More on the Certificate of Clinical Competence
The Certificate of Clinical Competence in Speech-Language Pathology is generally considered the only mandatory certification for SLPs. However, it is possible (although scarce) for some employers to refrain from asking for it.
Those who ask for a Certificate of Clinical Competence do so for several reasons. To start with, the credential is capable of giving speech-language pathologists more credibility, which makes them appealing to employers. It can also expand their job opportunities.
Additionally, those looking to work independently and start their practice will benefit a great deal from having such a certification. Of course, there are other voluntary certifications to consider, and we will look at some of them shortly.
Speech-Language Pathologist Licensing
State licenses are different from certification. Thankfully, for most states, the standards for SLP licensing are based on earning a Certificate of Clinical Competence in Speech-Language Pathology (CCC-SLP).
This means that candidates who successfully make their CCC-SLP do not have to worry about additional licensure requirements in most states. Of course, it is also essential for individuals to consult specific state licensing boards to verify whether or not other registration steps are required.
The following are other certification alternatives for speech-language pathologists to consider. These credentials often consolidate and prove skills in particular field areas.
Board-Certified Behavior Analyst (BCBA)
The Behavior Analyst Certification Board offers a Board-Certified Behavior Analyst (BCBA) credential for professionals who use behavior-analytic interventions to treat a handful of disorders, including peer interaction, reading, and communication disorders, among others.
Lee Silverman Voice Treatment Certification (LSVT LOUD)
The Lee Silverman Voice Treatment Certification — also known as the LSVT LOUD — is a treatment approach used to treat neurological conditions.

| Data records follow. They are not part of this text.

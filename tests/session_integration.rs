use std::cell::RefCell;
use std::rc::Rc;
use std::time::Duration;

use mlua::Lua;
use worldlink::config::ClientConfig;
use worldlink::dispatcher::LOOP_TICK_RATE;
use worldlink::game::events::{EventRecorder, RecordedEvent};
use worldlink::game::map::TileMap;
use worldlink::game::player::LocalPlayer;
use worldlink::game::protection::BotProtectionMode;
use worldlink::game::scripting::{self, LuaObserver};
use worldlink::game::types::{Item, Location, Position, Thing};
use worldlink::network::loopback::{Journal, LinkCall, LoopbackFactory};
use worldlink::network::{ClientRequest, LinkError};
use worldlink::{Game, SessionState};

struct Session {
    game: Game,
    journal: Journal,
    events: EventRecorder,
    map: Rc<RefCell<TileMap>>,
}

fn start_session(config: &ClientConfig) -> Session {
    let journal = Journal::new();
    let events = EventRecorder::new();
    let map = Rc::new(RefCell::new(TileMap::new()));
    let mut game = Game::new(config, LoopbackFactory::new(journal.clone()), map.clone());
    game.subscribe(Box::new(events.clone()));
    Session {
        game,
        journal,
        events,
        map,
    }
}

fn paladin() -> LocalPlayer {
    LocalPlayer::new(0x1000_0042, "Paladin", Position::new(200, 300, 7))
}

fn log_in(game: &mut Game) {
    game.login_world("acc", "secret", "127.0.0.1", 7172, "Paladin");
    game.process_login(paladin());
}

#[test]
fn test_full_session_lifecycle() {
    let mut s = start_session(&ClientConfig::default());

    log_in(&mut s.game);
    assert_eq!(s.game.state(), SessionState::Online);

    assert!(s.game.talk("hi"));
    s.game.process_death();
    assert_eq!(s.game.state(), SessionState::Dead);

    s.game.advance(5000);
    assert_eq!(s.game.state(), SessionState::Idle);
    assert!(!s.game.has_protocol_link());

    let calls: Vec<LinkCall> = s.journal.entries().into_iter().map(|e| e.call).collect();
    assert!(matches!(calls[0], LinkCall::Login(_)));
    assert!(matches!(calls[1], LinkCall::Send(ClientRequest::Talk { .. })));
    assert_eq!(calls[2], LinkCall::Send(ClientRequest::Logout));
    assert_eq!(calls[3], LinkCall::Disconnect);
    assert_eq!(calls.len(), 4);

    assert_eq!(
        s.events.events(),
        vec![
            RecordedEvent::Login {
                player_id: 0x1000_0042,
                name: "Paladin".into()
            },
            RecordedEvent::Death,
            RecordedEvent::Logout {
                player_id: 0x1000_0042,
                name: "Paladin".into()
            },
        ]
    );
}

#[test]
fn test_reconnect_after_connection_error() {
    let mut s = start_session(&ClientConfig::default());
    log_in(&mut s.game);

    s.game
        .process_connection_error(&LinkError::Protocol("bad opcode".into()));
    assert_eq!(s.game.state(), SessionState::Idle);

    log_in(&mut s.game);
    assert_eq!(s.game.state(), SessionState::Online);

    let connections: Vec<u32> = s
        .journal
        .entries()
        .iter()
        .filter(|e| matches!(e.call, LinkCall::Login(_)))
        .map(|e| e.connection)
        .collect();
    assert_eq!(connections.len(), 2);
    assert_ne!(connections[0], connections[1]);
    assert_eq!(s.journal.disconnects(), 1);
}

#[test]
fn test_map_and_container_targets() {
    let mut s = start_session(&ClientConfig::default());
    log_in(&mut s.game);

    let ground = Thing::from(Item::new(100, 1, Location::Map(Position::new(201, 300, 7))));
    let torch = Thing::from(Item::new(2050, 1, Location::Map(Position::new(201, 300, 7))));
    {
        let mut map = s.map.borrow_mut();
        map.add_thing(Position::new(201, 300, 7), ground);
        map.add_thing(Position::new(201, 300, 7), torch.clone());
    }
    let backpack = Thing::from(Item::new(
        2160,
        50,
        Location::from_wire(Position::new(65535, 64, 3)),
    ));
    let lost = Thing::from(Item::new(3031, 1, Location::Map(Position::new(1, 1, 7))));

    assert_eq!(s.game.thing_stackpos(&torch), 1);
    assert_eq!(s.game.thing_stackpos(&backpack), 0);
    assert_eq!(s.game.thing_stackpos(&lost), -1);

    assert!(s.game.look(Some(&torch)));
    assert!(s.game.use_thing(Some(&backpack)));
    assert!(!s.game.rotate(Some(&lost)));

    assert_eq!(
        s.journal.requests(),
        vec![
            ClientRequest::LookAt {
                position: Position::new(201, 300, 7),
                thing_id: 2050,
                stackpos: 1,
            },
            ClientRequest::UseItem {
                position: Position::new(65535, 64, 3),
                thing_id: 2160,
                stackpos: 0,
                index: 0,
            },
        ]
    );
}

#[test]
fn test_scripts_are_bot_protected() {
    let s = start_session(&ClientConfig::default());
    let journal = s.journal.clone();
    let game = Rc::new(RefCell::new(s.game));
    log_in(&mut game.borrow_mut());

    let lua = Lua::new();
    scripting::register_game_api(&lua, Rc::clone(&game)).unwrap();

    assert!(scripting::exec(&lua, "walked = g_game.walk('north')"));
    assert!(!lua.globals().get::<bool>("walked").unwrap());
    assert_eq!(game.borrow().bot_protection().violations(), 1);

    // A script running under a key press may act.
    let ctx = game.borrow().call_context();
    {
        let _input = ctx.enter_input();
        assert!(scripting::exec(&lua, "walked = g_game.walk('north')"));
    }
    assert!(lua.globals().get::<bool>("walked").unwrap());
    assert_eq!(
        journal.requests(),
        vec![ClientRequest::Walk(worldlink::game::types::Direction::North)]
    );
}

#[test]
fn test_scripts_unrestricted_when_protection_disabled() {
    let config = ClientConfig {
        bot_protection: BotProtectionMode::Disabled,
        ..ClientConfig::default()
    };
    let s = start_session(&config);
    let game = Rc::new(RefCell::new(s.game));
    log_in(&mut game.borrow_mut());

    let lua = Lua::new();
    scripting::register_game_api(&lua, Rc::clone(&game)).unwrap();

    assert!(scripting::exec(&lua, "said = g_game.talk('hello')"));
    assert!(lua.globals().get::<bool>("said").unwrap());
    assert_eq!(game.borrow().bot_protection().violations(), 0);
}

#[test]
fn test_lua_handlers_see_lifecycle() {
    let lua = Rc::new(Lua::new());
    scripting::exec(
        &lua,
        r#"
        Game = {}
        seen = {}
        function Game.onLogin(player) table.insert(seen, "login:" .. player.name) end
        function Game.onDeath() table.insert(seen, "death") end
        function Game.onLogout(player) table.insert(seen, "logout:" .. player.id) end
        "#,
    );

    let mut s = start_session(&ClientConfig::default());
    s.game.subscribe(Box::new(LuaObserver::new(Rc::clone(&lua))));
    log_in(&mut s.game);
    s.game.process_death();
    s.game.advance(5000);

    let seen: Vec<String> = lua
        .globals()
        .get::<mlua::Table>("seen")
        .unwrap()
        .sequence_values::<String>()
        .collect::<mlua::Result<_>>()
        .unwrap();
    assert_eq!(
        seen,
        vec![
            "login:Paladin".to_string(),
            "death".to_string(),
            format!("logout:{}", 0x1000_0042u32),
        ]
    );
}

#[tokio::test]
async fn test_forced_logout_on_event_loop() {
    let config = ClientConfig {
        forced_logout_delay_ms: 50,
        ..ClientConfig::default()
    };
    let mut s = start_session(&config);
    log_in(&mut s.game);
    s.game.process_death();

    let step = LOOP_TICK_RATE.as_millis() as u64;
    let mut interval = tokio::time::interval(LOOP_TICK_RATE);
    let deadline = tokio::time::Instant::now() + Duration::from_secs(5);
    while s.game.forced_logout_pending() && tokio::time::Instant::now() < deadline {
        interval.tick().await;
        s.game.advance(step);
    }

    assert_eq!(s.game.state(), SessionState::Idle);
    assert_eq!(s.journal.disconnects(), 1);
}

Professionals utilize the strategy to help patients recalibrate their perceptions to speak at normal loudness levels.
It also leads to improved articulation, swallowing, and facial expressions.
Picture Exchange Communication System (PCES)
Picture Exchange Communication System (PCES) helps patients with cognitive, physical, and communication disorders. It utilizes pictures to reinforce and correct behaviors.
There are three credential levels to consider here, including the PCES Level 1 Certified Implementer, PCES Level 2 Certified Implementer, and the PCES Certified Manager.
Speech Therapy Board Certified Specialists (BCS)
Speech Therapy Board Certified Specialists (BCS) are professionals who have obtained credentials from speech-language boards. Currently, to receive such a credential, candidates must have a Certificate of Clinical Competence in Speech-Language Pathology and at least three years of experience after earning the certification.
There are three boards responsible for administering speech therapy board certifications. They include:
The American Board of Swallowing and Swallowing Disorders - offers the Board-Certified Specialist in Swallowing and Swallowing Disorders certification,
The American Board of Fluency and Fluency Disorders - offering the Board-Certified Specialist in Fluency and Fluency Disorders ** ** certification and
The American Board of Child Language and Language Disorders - offers the Board-Certified Specialist in Child Language credential.
PROMPTS for Restructuring Oral Muscular Phonetic Targets
Another notable certification option is the PROMPTS for Restructuring Oral Muscular Phonetic Targets. Training for PROMPTS is available to speech-language pathologists in their clinical fellowship year.